Dataset entries:

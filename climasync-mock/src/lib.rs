use std::error::Error;
use std::sync::Arc;
use std::time::Duration;

use rand_distr::Normal;
use serde::{Deserialize, Serialize};
use ::time::OffsetDateTime;
use tokio::time;

use crate::settings::Settings;
use crate::simulate::{FloorNode, day_fraction, parse_command_line};

pub mod settings;
mod simulate;

#[derive(Serialize, Deserialize, Debug)]
pub struct SensorPayload {
    temp: f64,
    hum: f64,
}

pub async fn run(settings: &Arc<Settings>) -> Result<(), Box<dyn Error>> {
    let client = reqwest::Client::builder()
        .timeout(Duration::from_secs(5))
        .build()?;
    let noise = Normal::new(0.0, settings.simulation.noise)?;

    let mut nodes: Vec<FloorNode> = settings
        .simulation
        .floors
        .iter()
        .map(FloorNode::new)
        .collect();

    tracing::info!(
        "simulating {} floor node(s) against {}",
        nodes.len(),
        settings.target.url
    );

    let mut interval = time::interval(Duration::from_secs(settings.simulation.interval_secs));
    loop {
        tokio::select! {
            _ = interval.tick() => {
                let fraction = day_fraction(OffsetDateTime::now_utc());

                for node in nodes.iter_mut() {
                    node.step();
                    let (temp, hum) = node.sample(fraction, &noise, &mut rand::rng());

                    match push_reading(&client, &settings.target.url, &node.floor, SensorPayload { temp, hum }).await {
                        Ok(reply) => {
                            tracing::debug!("{} <- {}", node.floor, reply);
                            node.apply(parse_command_line(&reply));
                        }
                        Err(e) => tracing::warn!("push to {} failed: {}", node.floor, e),
                    }
                }
            }
            _ = tokio::signal::ctrl_c() => {
                tracing::info!("stopping simulation");
                return Ok(());
            }
        }
    }
}

async fn push_reading(
    client: &reqwest::Client,
    base_url: &str,
    floor: &str,
    payload: SensorPayload,
) -> Result<String, reqwest::Error> {
    tracing::debug!("Send {}: {:?}", floor, payload);

    client
        .post(format!("{base_url}/{floor}"))
        .json(&payload)
        .send()
        .await?
        .error_for_status()?
        .text()
        .await
}
use std::collections::BTreeMap;

use serde::{de, Deserialize, Deserializer, Serialize};
use time::OffsetDateTime;

use super::{DeviceKind, DeviceState, Location};

#[cfg_attr(feature = "docs", derive(utoipa::ToSchema))]
#[derive(Debug, Clone, Serialize, Deserialize)]
pub struct SensorPushRequest {
    /// Temperature reading in Celsius
    pub temp: f64,
    /// Relative humidity percentage
    pub hum: f64,
}

/// Reading relayed by the Zigbee coordinator. Values arrive either as numbers
/// or as numeric strings depending on the coordinator firmware.
#[cfg_attr(feature = "docs", derive(utoipa::ToSchema))]
#[derive(Debug, Clone, Default, Serialize, Deserialize)]
pub struct CoordinatorReading {
    #[cfg_attr(feature = "docs", schema(value_type = Option<f64>))]
    #[serde(default)]
    pub temp: Option<serde_json::Value>,
    #[cfg_attr(feature = "docs", schema(value_type = Option<f64>))]
    #[serde(default)]
    pub hum: Option<serde_json::Value>,
}

impl CoordinatorReading {
    pub fn temperature(&self) -> Option<f64> {
        self.temp.as_ref().and_then(lenient_number)
    }

    pub fn humidity(&self) -> Option<f64> {
        self.hum.as_ref().and_then(lenient_number)
    }
}

pub(crate) fn lenient_number(value: &serde_json::Value) -> Option<f64> {
    match value {
        serde_json::Value::Number(n) => n.as_f64(),
        serde_json::Value::String(s) => s.trim().parse::<f64>().ok(),
        _ => None,
    }
    .filter(|v| v.is_finite())
}

/// Deserializes a number sent either as JSON number or as numeric text.
pub(crate) fn lenient_f64<'de, D>(deserializer: D) -> Result<f64, D::Error>
where
    D: Deserializer<'de>,
{
    let value = serde_json::Value::deserialize(deserializer)?;

    lenient_number(&value)
        .ok_or_else(|| de::Error::custom(format!("expected a number, got {value}")))
}

#[cfg_attr(feature = "docs", derive(utoipa::ToSchema))]
#[derive(Debug, Clone, Default, Serialize, Deserialize)]
pub struct CoordinatorUpdateRequest {
    #[serde(default)]
    pub floor1: Option<CoordinatorReading>,
    #[serde(default)]
    pub floor2: Option<CoordinatorReading>,
}

impl CoordinatorUpdateRequest {
    pub fn readings(&self) -> impl Iterator<Item = (Location, &CoordinatorReading)> {
        [
            (Location::Floor1, self.floor1.as_ref()),
            (Location::Floor2, self.floor2.as_ref()),
        ]
        .into_iter()
        .filter_map(|(location, reading)| reading.map(|r| (location, r)))
    }
}

#[cfg_attr(feature = "docs", derive(utoipa::ToSchema))]
#[derive(Debug, Clone, Copy, PartialEq, Serialize, Deserialize)]
pub struct SensorReading {
    /// Time the hub received the reading
    #[serde(with = "time::serde::rfc3339")]
    pub timestamp: OffsetDateTime,
    /// Temperature in Celsius
    pub temperature: f64,
    /// Relative humidity percentage
    pub humidity: f64,
}

#[cfg_attr(feature = "docs", derive(utoipa::ToSchema))]
#[derive(Debug, Clone, Serialize, Deserialize)]
pub struct HistoryResponse {
    pub floor: Location,
    /// Active day, `YYYY-MM-DD`
    pub date: String,
    pub data: Vec<SensorReading>,
    pub count: usize,
}

#[cfg_attr(feature = "docs", derive(utoipa::ToSchema))]
#[derive(Debug, Clone, Serialize, Deserialize)]
pub struct FloorData {
    /// Latest temperature, 0 until the first push
    pub temp: f64,
    /// Latest humidity, 0 until the first push
    pub hum: f64,
    /// Commanded device states
    pub devices: BTreeMap<DeviceKind, DeviceState>,
    /// ON-time today in whole seconds
    pub runtime: BTreeMap<DeviceKind, u64>,
}

pub type DataResponse = BTreeMap<Location, FloorData>;

#[cfg_attr(feature = "docs", derive(utoipa::ToSchema))]
#[derive(Debug, Clone, Serialize, Deserialize)]
pub struct DeviceStat {
    pub total_seconds: u64,
    /// Duration such as `1h 2m 3s`
    pub formatted: String,
    pub current_state: DeviceState,
}

#[cfg_attr(feature = "docs", derive(utoipa::ToSchema))]
#[derive(Debug, Clone, Serialize, Deserialize)]
pub struct StatsResponse {
    pub date: String,
    pub floors: BTreeMap<Location, BTreeMap<DeviceKind, DeviceStat>>,
}

#[cfg_attr(feature = "docs", derive(utoipa::ToSchema))]
#[derive(Debug, Clone, Copy, Default, PartialEq, Serialize, Deserialize)]
pub struct ClimateStats {
    /// Number of readings considered
    pub samples: usize,
    pub avg_temp: Option<f64>,
    pub min_temp: Option<f64>,
    pub max_temp: Option<f64>,
    pub avg_hum: Option<f64>,
    pub min_hum: Option<f64>,
    pub max_hum: Option<f64>,
}

#[cfg_attr(feature = "docs", derive(utoipa::ToSchema))]
#[derive(Debug, Clone, Serialize, Deserialize)]
pub struct StatsSummary {
    /// Mean temperature across floors with readings, one decimal
    pub avg_temp: f64,
    /// Mean humidity across floors with readings, one decimal
    pub avg_hum: f64,
    /// Site energy today, two decimals
    pub total_energy_kwh: f64,
    pub total_cost: i64,
    pub total_cost_formatted: String,
}

#[cfg_attr(feature = "docs", derive(utoipa::ToSchema))]
#[derive(Debug, Clone, Serialize, Deserialize)]
pub struct StatsDetailResponse {
    pub success: bool,
    pub summary: StatsSummary,
    /// Per-floor climate statistics over today's history
    pub climate: BTreeMap<Location, ClimateStats>,
    /// Most recent readings per floor, oldest first
    pub recent: BTreeMap<Location, Vec<SensorReading>>,
}

#[cfg(test)]
mod tests {
    use super::*;

    #[test]
    fn test_coordinator_reading_accepts_numeric_strings() {
        let body: CoordinatorUpdateRequest =
            serde_json::from_str(r#"{"floor1": {"temp": "24.5", "hum": 61}}"#).unwrap();

        let readings: Vec<_> = body.readings().collect();
        assert_eq!(readings.len(), 1);
        assert_eq!(readings[0].0, Location::Floor1);
        assert_eq!(readings[0].1.temperature(), Some(24.5));
        assert_eq!(readings[0].1.humidity(), Some(61.0));
    }

    #[test]
    fn test_coordinator_reading_rejects_garbage() {
        let reading: CoordinatorReading =
            serde_json::from_str(r#"{"temp": "warm", "hum": null}"#).unwrap();

        assert_eq!(reading.temperature(), None);
        assert_eq!(reading.humidity(), None);
    }

    #[test]
    fn test_tariff_bodies_accept_numeric_text() {
        use crate::models::{UpdatePowerRequest, UpdatePriceRequest};

        let price: UpdatePriceRequest = serde_json::from_str(r#"{"price": "3000"}"#).unwrap();
        assert_eq!(price.price, 3000.0);

        let power: UpdatePowerRequest =
            serde_json::from_str(r#"{"device": "fan", "power": 42.5}"#).unwrap();
        assert_eq!(power.power, 42.5);

        assert!(serde_json::from_str::<UpdatePriceRequest>(r#"{"price": "cheap"}"#).is_err());
        assert!(serde_json::from_str::<UpdatePriceRequest>(r#"{"price": null}"#).is_err());
    }
}
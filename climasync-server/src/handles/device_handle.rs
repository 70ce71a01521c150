use std::collections::BTreeMap;
use std::sync::Arc;

use axum::extract::{Path, State};
use axum::routing::{get, post};
use axum::{Json, Router};
use climasync_api::models::*;

use crate::errors::{ApiError, DeviceError};
use crate::handles::{parse_device, parse_location};
use crate::services::HubService;

#[derive(Clone)]
pub struct ControlState {
    pub hub: Arc<HubService>,
}

pub fn control_router(control_state: ControlState) -> Router {
    Router::new()
        .route("/commands", get(get_commands))
        .route("/:floor/:device", post(control_device))
        .with_state(control_state)
}

#[utoipa::path(
    post,
    path = "/{floor}/{device}",
    tag = "device",
    params(
        ("floor" = String, Path, description = "Floor name, floor1 or floor2"),
        ("device" = String, Path, description = "Device name: led, fan, fog or heater")
    ),
    request_body = DeviceControlRequest,
    responses(
        (status = 200, description = "State applied", body = DeviceControlResponse),
        (status = 400, description = "Unknown device or state"),
        (status = 404, description = "Unknown floor")
    )
)]
pub async fn control_device(
    State(state): State<ControlState>,
    Path((floor, device)): Path<(String, String)>,
    Json(body): Json<DeviceControlRequest>,
) -> Result<Json<DeviceControlResponse>, ApiError> {
    let location = parse_location(floor)?;
    let kind = parse_device(device)?;
    let requested = body
        .state
        .parse::<DeviceState>()
        .map_err(|_| DeviceError::InvalidState(body.state.clone()))?;

    let now = state.hub.now();
    let applied = state.hub.set_device_state(location, kind, requested, now);

    Ok(Json(DeviceControlResponse {
        floor: location,
        device: kind,
        state: applied,
        success: true,
    }))
}

#[utoipa::path(
    get,
    path = "/commands",
    tag = "device",
    responses(
        (status = 200, description = "Commanded state per floor and device", body = BTreeMap<String, BTreeMap<String, DeviceState>>)
    )
)]
pub async fn get_commands(State(state): State<ControlState>) -> Json<DeviceCommands> {
    let now = state.hub.now();

    Json(state.hub.device_commands(now))
}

What the exercise asks
Both end lines included, restate word for word the lines above from the line with "temperature, 0 until the first push" to the line with "in whole seconds", and nothing else.

Exercise output
    /// Latest temperature, 0 until the first push
    pub temp: f64,
    /// Latest humidity, 0 until the first push
    pub hum: f64,
    /// Commanded device states
    pub devices: BTreeMap<DeviceKind, DeviceState>,
    /// ON-time today in whole seconds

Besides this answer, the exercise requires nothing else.